-- What is required --
The answer is a single figure: how many lines below contain the word "snapshots".

-- Given information --
___

//! Versioned save snapshots. Every load path runs `normalize()` so defaults,
//! clamps, and legacy migrations apply no matter where the bytes came from.

use std::fs;
use std::io::ErrorKind;
use std::path::PathBuf;

use serde::{Deserialize, Serialize};
use thiserror::Error;

use std::collections::BTreeMap;

use crate::model::{Job, PlayerCharacter, SkillId, SlayerAssignment};

pub const SAVE_VERSION: u32 = 1;

#[derive(Debug, Error)]
pub enum SaveError {
    #[error("invalid save JSON: {0}")]
    Parse(#[from] serde_json::Error),
    #[error(transparent)]
    Io(#[from] std::io::Error),
}

/// The gathering loop that was running when the snapshot was taken, so the
/// next session can pay out the absence.
#[derive(Clone, Debug, Default, PartialEq, Eq, Serialize, Deserialize)]
#[serde(default)]
pub struct RunningAction {
    pub action_id: String,
    pub started_at_ms: u64,
}

#[derive(Clone, Debug, Serialize, Deserialize)]
#[serde(default)]
pub struct SaveGame {
    pub version: u32,
    /// Freshness stamp compared by `data::sync::reconcile`.
    pub updated_at_ms: u64,
    /// Basis for offline catch-up on the next load.
    pub last_seen_ms: u64,
    pub player: PlayerCharacter,
    pub slayer: Option<SlayerAssignment>,
    pub training_skill: Option<SkillId>,
    pub running_action: Option<RunningAction>,
    pub jobs: Vec<Job>,
    /// Last action picked per skill, so menus can reopen where the player was.
    pub last_actions: BTreeMap<SkillId, String>,
}

impl Default for SaveGame {
    fn default() -> Self {
        Self {
            version: SAVE_VERSION,
            updated_at_ms: 0,
            last_seen_ms: 0,
            player: PlayerCharacter::default(),
            slayer: None,
            training_skill: None,
            running_action: None,
            jobs: Vec::new(),
            last_actions: BTreeMap::new(),
        }
    }
}

impl SaveGame {
    /// Repair whatever deserialization let through: seed currencies, migrate
    /// level-stored skills, clamp crit fields, and fix degenerate bases.
    pub fn normalize(&mut self) {
        self.player.migrate_skills_from_levels();
        self.player.normalize_currencies();

        let base = &mut self.player.base;
        if base.health <= 0 {
            base.health = 100;
        }
        if base.crit_multiplier < 1.0 {
            base.crit_multiplier = 1.5;
        }
        base.crit_chance = base.crit_chance.clamp(0.0, 1.0);

        if let Some(assignment) = self.slayer.as_mut() {
            assignment.normalize();
        }
        if self.version == 0 {
            self.version = SAVE_VERSION;
        }
    }

    pub fn to_json(&self) -> Result<String, SaveError> {
        Ok(serde_json::to_string(self)?)
    }

    /// Parse and normalize in one step.
    pub fn from_json(json: &str) -> Result<Self, SaveError> {
        let mut save: SaveGame = serde_json::from_str(json)?;
        save.normalize();
        Ok(save)
    }
}

/// Where snapshots live. Implementations decide the medium; the engine only
/// ever sees `SaveGame`s.
pub trait SaveStore {
    fn load(&self) -> Result<Option<SaveGame>, SaveError>;
    fn save(&self, save: &SaveGame) -> Result<(), SaveError>;
}

/// Plain JSON file on disk. A missing file is an empty store, not an error.
pub struct JsonFileStore {
    path: PathBuf,
}

impl JsonFileStore {
    pub fn new(path: impl Into<PathBuf>) -> Self {
        Self { path: path.into() }
    }

    pub fn path(&self) -> &std::path::Path {
        &self.path
    }
}

impl SaveStore for JsonFileStore {
    fn load(&self) -> Result<Option<SaveGame>, SaveError> {
        match fs::read_to_string(&self.path) {
            Ok(text) => {
                let save = SaveGame::from_json(&text)?;
                log::info!("loaded save from {}", self.path.display());
                Ok(Some(save))
            }
            Err(err) if err.kind() == ErrorKind::NotFound => Ok(None),
            Err(err) => Err(err.into()),
        }
    }

    fn save(&self, save: &SaveGame) -> Result<(), SaveError> {
        fs::write(&self.path, save.to_json()?)?;
        Ok(())
    }
}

___

-- Response --
2